Com as rádios e as televisões, o fenómeno é muito semelhante. O que é que nos leva,
muitas vezes, a optar pelo canal A, em detrimento do canal B? Claro!, é ali que está
aquele pivô mais simpático.
Os jornais estão cada vez mais parecidos uns com os outros. Não trazem nada de novo.
São iguais, monótonos e repetitivos. São uma chatice. Costumo chamar-lhes produtos
de linha branca, tal e qual como os encontramos no hipermercado: diferentes na
embalagem, iguais no conteúdo. E até fazem lembrar a velha piada do cliente de
restaurante que todos os dias, sem enjoar nem pestanejar, pedia invariavelmente o
mesmo prato: polvo cozido com arroz do mesmo!
Acresce a tudo isto que os órgãos de Comunicação Social deixaram de ter agendas de
trabalho próprias. Hoje, a agenda de todas as redacções é igual ao somatório das
agendas político-partidárias, à agenda dos economistas, à agenda dos banqueiros, à
agenda de quem, de alguma forma, detém o poder, e não será por acaso que, neste
contexto, por exemplo, a agenda dos sindicalistas esteja em perda há alguns anos.

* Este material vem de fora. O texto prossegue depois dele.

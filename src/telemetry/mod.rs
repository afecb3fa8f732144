//! Tracing initialization.
//!
//! Console subscriber with `RUST_LOG`-style filtering. Called once from the
//! binary entry point; libraries embedding the crate bring their own
//! subscriber.

use tracing_subscriber::{layer::SubscriberExt, util::SubscriberInitExt, EnvFilter};

/// Initialize the global tracing subscriber.
pub fn init_tracing() {
    let env_filter = EnvFilter::try_from_default_env().unwrap_or_else(|_| EnvFilter::new("info"));

    tracing_subscriber::registry()
        .with(env_filter)
        .with(tracing_subscriber::fmt::layer())
        .init();

    tracing::info!("Tracing initialized");
}
use std::sync::Arc;
use std::time::Duration;

use anyhow::Result;

use beacon_dispatcher::breaker::{CircuitBreaker, CircuitBreakerConfig};
use beacon_dispatcher::channel::ChannelSet;
use beacon_dispatcher::config::Settings;
use beacon_dispatcher::dispatch::{NotificationDispatcher, NotificationRequest};
use beacon_dispatcher::notifier::Notifier;
use beacon_dispatcher::queue::AsyncTaskQueue;
use beacon_dispatcher::store::{
    MemoryMetricsSink, MemoryNotificationStore, MemoryUserStore, UserRecord,
};
use beacon_dispatcher::telemetry;

#[tokio::main]
async fn main() -> Result<()> {
    // Initialize tracing
    telemetry::init_tracing();

    // Load configuration
    let settings = Settings::new()?;
    tracing::info!("Configuration loaded");

    // Wire up storage collaborators
    let users = Arc::new(MemoryUserStore::new());
    users.insert(UserRecord::new(
        "u-1001",
        "Ada Moreau",
        "ada.moreau@example.edu",
        Some("+33612345678".to_string()),
        true,
    )?);
    users.insert(UserRecord::new(
        "u-1002",
        "Noah Petit",
        "noah.petit@example.edu",
        None,
        false,
    )?);
    let notifications = Arc::new(MemoryNotificationStore::new());
    let perf = Arc::new(MemoryMetricsSink::new());

    // Build the notifier
    let channels = ChannelSet::simulated(
        settings.channels.failure_probability,
        settings.channels.send_attempts,
    );
    let breaker = CircuitBreaker::with_config(CircuitBreakerConfig {
        max_failures: settings.notifier.circuit_max_failures,
        cooldown_ms: settings.notifier.circuit_cooldown_ms,
    });
    let mut notifier = Notifier::new(channels, breaker, notifications.clone());
    if settings.notifier.performance_tracking {
        notifier = notifier.with_metrics(perf.clone());
    }

    // Build the queue and dispatcher
    let queue = Arc::new(AsyncTaskQueue::with_poll_interval(
        settings.queue.async_workers,
        settings.poll_interval(),
    ));
    let dispatcher = NotificationDispatcher::new(queue, Arc::new(notifier), users);
    dispatcher.start().await;

    // Queue a few notifications across the priority spectrum
    let task_ids = vec![
        dispatcher.enqueue_notification(NotificationRequest::new(
            "u-1001",
            "Campus lockdown",
            "Shelter in place until further notice",
            "security",
        ))?,
        dispatcher.enqueue_notification(NotificationRequest::new(
            "u-1002",
            "Storm warning",
            "Classes move online after 14:00",
            "weather",
        ))?,
        dispatcher.enqueue_notification(NotificationRequest::new(
            "u-1001",
            "Library hours",
            "Extended hours during finals week",
            "academic",
        ))?,
    ];

    // Poll until every task reaches a terminal state
    for task_id in &task_ids {
        loop {
            match dispatcher.task_status(*task_id) {
                Some(task) if task.status.is_terminal() => {
                    tracing::info!(
                        %task_id,
                        status = ?task.status,
                        retries = task.retry_count,
                        "Task finished"
                    );
                    break;
                }
                _ => tokio::time::sleep(Duration::from_millis(50)).await,
            }
        }
    }

    tracing::info!(
        archived = notifications.len(),
        timing_samples = perf.snapshot().len(),
        "Dispatch run complete"
    );

    dispatcher.stop().await;
    Ok(())
}
mod settings;

pub use settings::{ChannelSettings, NotifierSettings, QueueSettings, Settings};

Nem é por acaso, como é óbvio, que a agenda da chamada Economia Social esteja
falida há décadas, até porque a sua existência não vai além do fogacho isolado de uma
ou outra instituição. Quanto às mutualidades nem é bom falar, nunca, por nunca,
tiveram agenda digna desse nome.
Ora, num amplo movimento, tão contraccionista como aquele a que temos vindo a
assistir, o mais certo é os títulos fecharem sucessivamente, sem apelo nem agravo, uns
atrás dos outros. E encerrarão em catadupa até à sobrevivência desesperada de dois
ou três jornais, precisamente aqueles que já nem compramos mas iremos encontrar
no café da esquina, ou no restaurante do costume. Sem qualidade informativa, e sem
produção original e autónoma. Sem gente. Sem vida. (e para os que estão menos
familiarizados com estas coisas, posso garantir-lhes, a pé juntos, até pela experiência
pessoal, que três pessoas, com um computador ligado à Internet, são o bastante, em
Portugal, para colocar na rua um jornal com cerca de 60 páginas).

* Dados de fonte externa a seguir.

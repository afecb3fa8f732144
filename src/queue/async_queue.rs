//! Priority-ordered async task queue.
//!
//! A fixed pool of tokio worker loops shares one ready heap. Higher numeric
//! priority is served first; among equal priorities a monotone sequence
//! number keeps dequeue order strictly FIFO. Workers poll with a bounded
//! wait so a stop signal is observed promptly.

use std::cmp::Ordering as CmpOrdering;
use std::collections::BinaryHeap;
use std::future::Future;
use std::pin::Pin;
use std::sync::atomic::{AtomicBool, AtomicU64, Ordering};
use std::sync::{Arc, Mutex, MutexGuard};
use std::time::Duration;

use chrono::Utc;
use dashmap::DashMap;
use tokio::sync::{broadcast, Notify};
use tokio::task::JoinHandle;
use uuid::Uuid;

use crate::error::Result;
use crate::metrics::{
    QUEUE_DEPTH, TASKS_COMPLETED_TOTAL, TASKS_ENQUEUED_TOTAL, TASKS_FAILED_TOTAL,
    TASKS_RETRIED_TOTAL,
};

use super::{Task, TaskId, TaskStatus};

/// Default worker pool size for the async queue.
pub const DEFAULT_ASYNC_WORKERS: usize = 5;

/// Default bounded wait between stop-signal checks.
pub const DEFAULT_POLL_INTERVAL: Duration = Duration::from_secs(1);

/// Boxed future produced by one invocation of a task's work callable.
pub type TaskFuture = Pin<Box<dyn Future<Output = Result<serde_json::Value>> + Send>>;

/// Re-invocable unit of work; retries call it again.
type TaskFn = Arc<dyn Fn() -> TaskFuture + Send + Sync>;

struct TaskEntry {
    task: Task,
    work: TaskFn,
}

/// Heap entry: priority descending, then insertion order ascending.
struct ReadyItem {
    priority: i32,
    seq: u64,
    task_id: TaskId,
}

impl PartialEq for ReadyItem {
    fn eq(&self, other: &Self) -> bool {
        self.cmp(other) == CmpOrdering::Equal
    }
}

impl Eq for ReadyItem {}

impl PartialOrd for ReadyItem {
    fn partial_cmp(&self, other: &Self) -> Option<CmpOrdering> {
        Some(self.cmp(other))
    }
}

impl Ord for ReadyItem {
    fn cmp(&self, other: &Self) -> CmpOrdering {
        // Max-heap: higher priority wins, then the lower sequence number.
        self.priority
            .cmp(&other.priority)
            .then_with(|| other.seq.cmp(&self.seq))
    }
}

struct Inner {
    ready: Mutex<BinaryHeap<ReadyItem>>,
    tasks: DashMap<TaskId, TaskEntry>,
    notify: Notify,
    running: AtomicBool,
    seq: AtomicU64,
    poll_interval: Duration,
}

impl Inner {
    fn ready_guard(&self) -> MutexGuard<'_, BinaryHeap<ReadyItem>> {
        match self.ready.lock() {
            Ok(guard) => guard,
            Err(poisoned) => poisoned.into_inner(),
        }
    }

    fn push_ready(&self, priority: i32, task_id: TaskId) {
        {
            let mut ready = self.ready_guard();
            ready.push(ReadyItem {
                priority,
                seq: self.seq.fetch_add(1, Ordering::Relaxed),
                task_id,
            });
            QUEUE_DEPTH.set(ready.len() as i64);
        }
        self.notify.notify_one();
    }

    fn pop_ready(&self) -> Option<ReadyItem> {
        let mut ready = self.ready_guard();
        let item = ready.pop();
        QUEUE_DEPTH.set(ready.len() as i64);
        item
    }
}

/// Priority task queue backed by tokio worker tasks.
pub struct AsyncTaskQueue {
    inner: Arc<Inner>,
    shutdown_tx: broadcast::Sender<()>,
    workers: Mutex<Vec<JoinHandle<()>>>,
    max_workers: usize,
}

impl AsyncTaskQueue {
    /// Create a stopped queue with the default poll interval.
    pub fn new(max_workers: usize) -> Self {
        Self::with_poll_interval(max_workers, DEFAULT_POLL_INTERVAL)
    }

    /// Create a stopped queue with a custom worker poll interval.
    pub fn with_poll_interval(max_workers: usize, poll_interval: Duration) -> Self {
        let (shutdown_tx, _) = broadcast::channel(1);
        Self {
            inner: Arc::new(Inner {
                ready: Mutex::new(BinaryHeap::new()),
                tasks: DashMap::new(),
                notify: Notify::new(),
                running: AtomicBool::new(false),
                seq: AtomicU64::new(0),
                poll_interval,
            }),
            shutdown_tx,
            workers: Mutex::new(Vec::new()),
            max_workers: max_workers.max(1),
        }
    }

    /// Spawn the worker pool. Idempotent.
    pub async fn start(&self) {
        if self.inner.running.swap(true, Ordering::SeqCst) {
            return;
        }

        let mut workers = match self.workers.lock() {
            Ok(guard) => guard,
            Err(poisoned) => poisoned.into_inner(),
        };
        for worker_id in 0..self.max_workers {
            let inner = self.inner.clone();
            let shutdown = self.shutdown_tx.subscribe();
            workers.push(tokio::spawn(worker_loop(inner, shutdown, worker_id)));
        }

        tracing::info!(workers = self.max_workers, "Async task queue started");
    }

    /// Signal workers to exit and await them all. Idempotent.
    ///
    /// A task mid-execution is not interrupted; its worker finishes the
    /// current body before exiting.
    pub async fn stop(&self) {
        if !self.inner.running.swap(false, Ordering::SeqCst) {
            return;
        }

        let _ = self.shutdown_tx.send(());
        self.inner.notify.notify_waiters();

        let handles: Vec<JoinHandle<()>> = {
            let mut workers = match self.workers.lock() {
                Ok(guard) => guard,
                Err(poisoned) => poisoned.into_inner(),
            };
            workers.drain(..).collect()
        };
        for result in futures::future::join_all(handles).await {
            if let Err(e) = result {
                tracing::error!(error = %e, "Worker task aborted during shutdown");
            }
        }

        tracing::info!("Async task queue stopped");
    }

    /// Register a unit of work and make it ready.
    ///
    /// Returns the fresh task id immediately; execution happens on the
    /// worker pool. The callable is re-invoked on every retry, so it must
    /// capture whatever state it needs by value.
    pub fn enqueue<F, Fut>(&self, work: F, priority: i32, max_retries: u32) -> TaskId
    where
        F: Fn() -> Fut + Send + Sync + 'static,
        Fut: Future<Output = Result<serde_json::Value>> + Send + 'static,
    {
        let task_id = Uuid::new_v4();
        let work: TaskFn = Arc::new(move || -> TaskFuture { Box::pin(work()) });
        self.inner.tasks.insert(
            task_id,
            TaskEntry {
                task: Task::new(task_id, priority, max_retries),
                work,
            },
        );
        self.inner.push_ready(priority, task_id);
        TASKS_ENQUEUED_TOTAL.inc();

        tracing::debug!(%task_id, priority, "Task enqueued");
        task_id
    }

    /// Read-only snapshot of a task.
    pub fn get_task(&self, task_id: TaskId) -> Option<Task> {
        self.inner.tasks.get(&task_id).map(|entry| entry.task.clone())
    }

    /// Tasks currently waiting in the ready heap.
    pub fn depth(&self) -> usize {
        self.inner.ready_guard().len()
    }

    pub fn is_running(&self) -> bool {
        self.inner.running.load(Ordering::SeqCst)
    }

    pub fn max_workers(&self) -> usize {
        self.max_workers
    }
}

async fn worker_loop(inner: Arc<Inner>, mut shutdown: broadcast::Receiver<()>, worker_id: usize) {
    tracing::debug!(worker_id, "Worker started");

    while inner.running.load(Ordering::SeqCst) {
        let Some(item) = inner.pop_ready() else {
            tokio::select! {
                _ = shutdown.recv() => break,
                _ = tokio::time::timeout(inner.poll_interval, inner.notify.notified()) => {}
            }
            continue;
        };
        run_task(&inner, item.task_id, worker_id).await;
    }

    tracing::debug!(worker_id, "Worker stopped");
}

async fn run_task(inner: &Inner, task_id: TaskId, worker_id: usize) {
    // Claim the task; the entry guard is dropped before the work runs so
    // status reads never block behind a long task body.
    let work = {
        let Some(mut entry) = inner.tasks.get_mut(&task_id) else {
            tracing::debug!(worker_id, %task_id, "Task no longer tracked, skipping");
            return;
        };
        entry.task.status = TaskStatus::Running;
        entry.task.started_at = Some(Utc::now());
        entry.work.clone()
    };

    tracing::debug!(worker_id, %task_id, "Task started");

    match work().await {
        Ok(value) => {
            if let Some(mut entry) = inner.tasks.get_mut(&task_id) {
                entry.task.result = Some(value);
                entry.task.status = TaskStatus::Completed;
                entry.task.completed_at = Some(Utc::now());
            }
            TASKS_COMPLETED_TOTAL.inc();
            tracing::debug!(worker_id, %task_id, "Task completed");
        }
        Err(e) => {
            let retry = {
                let Some(mut entry) = inner.tasks.get_mut(&task_id) else {
                    return;
                };
                entry.task.error = Some(e.to_string());
                if entry.task.retry_count < entry.task.max_retries {
                    entry.task.retry_count += 1;
                    entry.task.status = TaskStatus::Retrying;
                    Some((
                        entry.task.priority + 1,
                        entry.task.retry_count,
                        entry.task.max_retries,
                    ))
                } else {
                    entry.task.status = TaskStatus::Failed;
                    entry.task.completed_at = Some(Utc::now());
                    None
                }
            };

            match retry {
                Some((requeue_priority, retry_count, max_retries)) => {
                    // Elevated priority puts retries ahead of fresh work of
                    // the original priority.
                    inner.push_ready(requeue_priority, task_id);
                    TASKS_RETRIED_TOTAL.inc();
                    tracing::warn!(
                        worker_id,
                        %task_id,
                        retry_count,
                        max_retries,
                        error = %e,
                        "Task failed, re-queued for retry"
                    );
                }
                None => {
                    TASKS_FAILED_TOTAL.inc();
                    tracing::error!(worker_id, %task_id, error = %e, "Task failed permanently");
                }
            }
        }
    }
}

#[cfg(test)]
mod tests {
    use super::*;
    use crate::error::DispatchError;
    use serde_json::json;
    use std::sync::atomic::AtomicU32;

    async fn wait_terminal(queue: &AsyncTaskQueue, task_id: TaskId) -> Task {
        for _ in 0..300 {
            if let Some(task) = queue.get_task(task_id) {
                if task.status.is_terminal() {
                    return task;
                }
            }
            tokio::time::sleep(Duration::from_millis(10)).await;
        }
        panic!("task {task_id} did not reach a terminal state");
    }

    fn test_queue(workers: usize) -> AsyncTaskQueue {
        AsyncTaskQueue::with_poll_interval(workers, Duration::from_millis(20))
    }

    #[tokio::test]
    async fn test_enqueue_and_complete() {
        let queue = test_queue(2);
        queue.start().await;

        let task_id = queue.enqueue(|| async { Ok(json!({"answer": 42})) }, 0, 3);
        let task = wait_terminal(&queue, task_id).await;

        assert_eq!(task.status, TaskStatus::Completed);
        assert_eq!(task.result, Some(json!({"answer": 42})));
        assert!(task.started_at.is_some());
        assert!(task.completed_at.is_some());

        queue.stop().await;
    }

    #[tokio::test]
    async fn test_transient_failure_recovers() {
        let queue = test_queue(1);
        queue.start().await;

        let attempts = Arc::new(AtomicU32::new(0));
        let counter = attempts.clone();
        let task_id = queue.enqueue(
            move || {
                let counter = counter.clone();
                async move {
                    if counter.fetch_add(1, Ordering::SeqCst) == 0 {
                        Err(DispatchError::Archive("transient".to_string()))
                    } else {
                        Ok(json!("ok"))
                    }
                }
            },
            0,
            3,
        );

        let task = wait_terminal(&queue, task_id).await;
        assert_eq!(task.status, TaskStatus::Completed);
        assert_eq!(task.retry_count, 1);
        assert_eq!(attempts.load(Ordering::SeqCst), 2);

        queue.stop().await;
    }

    #[tokio::test]
    async fn test_start_and_stop_are_idempotent() {
        let queue = test_queue(2);
        queue.start().await;
        queue.start().await;
        assert!(queue.is_running());

        queue.stop().await;
        queue.stop().await;
        assert!(!queue.is_running());
    }

    #[tokio::test]
    async fn test_get_task_snapshot_is_stable_before_start() {
        let queue = test_queue(1);
        let task_id = queue.enqueue(|| async { Ok(json!(null)) }, 2, 3);

        let first = queue.get_task(task_id).expect("task tracked");
        let second = queue.get_task(task_id).expect("task tracked");
        assert_eq!(first, second);
        assert_eq!(first.status, TaskStatus::Pending);
        assert_eq!(queue.depth(), 1);
    }

    #[test]
    fn test_ready_ordering_is_priority_then_fifo() {
        let mut heap = BinaryHeap::new();
        let ids: Vec<TaskId> = (0..4).map(|_| Uuid::new_v4()).collect();
        heap.push(ReadyItem { priority: 0, seq: 0, task_id: ids[0] });
        heap.push(ReadyItem { priority: 2, seq: 1, task_id: ids[1] });
        heap.push(ReadyItem { priority: 2, seq: 2, task_id: ids[2] });
        heap.push(ReadyItem { priority: 1, seq: 3, task_id: ids[3] });

        let order: Vec<TaskId> = std::iter::from_fn(|| heap.pop().map(|i| i.task_id)).collect();
        assert_eq!(order, vec![ids[1], ids[2], ids[3], ids[0]]);
    }
}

No limite, perdoem-me a expressão cansada, este movimento favorece o
ressurgimento do pensamento único, a criação de uma linha de raciocínio de direcção
única sem autonomia nem capacidade crítica. No limite, e com algum exagero
confesso, nem precisaremos, sequer, desses dois ou três jornais.

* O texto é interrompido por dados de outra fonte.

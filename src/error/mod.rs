use thiserror::Error;

use crate::channel::ChannelKind;

/// Error taxonomy for the dispatch core.
///
/// Lower layers absorb what they can (the channel layer retries transient
/// faults, the queue converts work errors into retry bookkeeping); whatever
/// reaches a caller is one of these.
#[derive(Error, Debug)]
pub enum DispatchError {
    #[error("Validation error: {0}")]
    Validation(String),

    #[error("Delivery failed on {channel}: {reason}")]
    Delivery { channel: ChannelKind, reason: String },

    #[error("Circuit open after {failures} consecutive failures")]
    CircuitOpen { failures: u32 },

    #[error("Archive error: {0}")]
    Archive(String),

    #[error("User not found: {0}")]
    UserNotFound(String),

    #[error("Configuration error: {0}")]
    Config(#[from] config::ConfigError),
}

impl DispatchError {
    /// Short machine-readable code, used in logs and metric labels.
    pub fn code(&self) -> &'static str {
        match self {
            DispatchError::Validation(_) => "VALIDATION_ERROR",
            DispatchError::Delivery { .. } => "DELIVERY_ERROR",
            DispatchError::CircuitOpen { .. } => "CIRCUIT_OPEN",
            DispatchError::Archive(_) => "ARCHIVE_ERROR",
            DispatchError::UserNotFound(_) => "USER_NOT_FOUND",
            DispatchError::Config(_) => "CONFIG_ERROR",
        }
    }
}

pub type Result<T> = std::result::Result<T, DispatchError>;

#[cfg(test)]
mod tests {
    use super::*;

    #[test]
    fn test_error_display() {
        let err = DispatchError::Delivery {
            channel: ChannelKind::Sms,
            reason: "gateway refused the message".to_string(),
        };
        assert_eq!(
            err.to_string(),
            "Delivery failed on SMS: gateway refused the message"
        );
        assert_eq!(err.code(), "DELIVERY_ERROR");
    }

    #[test]
    fn test_circuit_open_display() {
        let err = DispatchError::CircuitOpen { failures: 5 };
        assert!(err.to_string().contains("5 consecutive failures"));
    }
}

Portugal está em crise. A Europa está em crise. O Mundo está em crise. E as
associações mutualistas também não lhe escapam, embora possam ter aqui uma
janela, uma óptima oportunidade de crescimento.
Mesmo correndo o risco de distorcer a realidade vivida nestes últimos três anos,
arrisco afirmar que somos cerca de uma centena de associações, representamos mais
de um milhão de associados e produzimos um activo superior a três milhões de euros,
com proveitos na ordem de um milhão de euros. E, nem mesmo assim, neste tempo
em que só se fala em milhões e milhões de euros, ninguém nos passa cartão, (os
jornais de que vos falo), ninguém nos ouve.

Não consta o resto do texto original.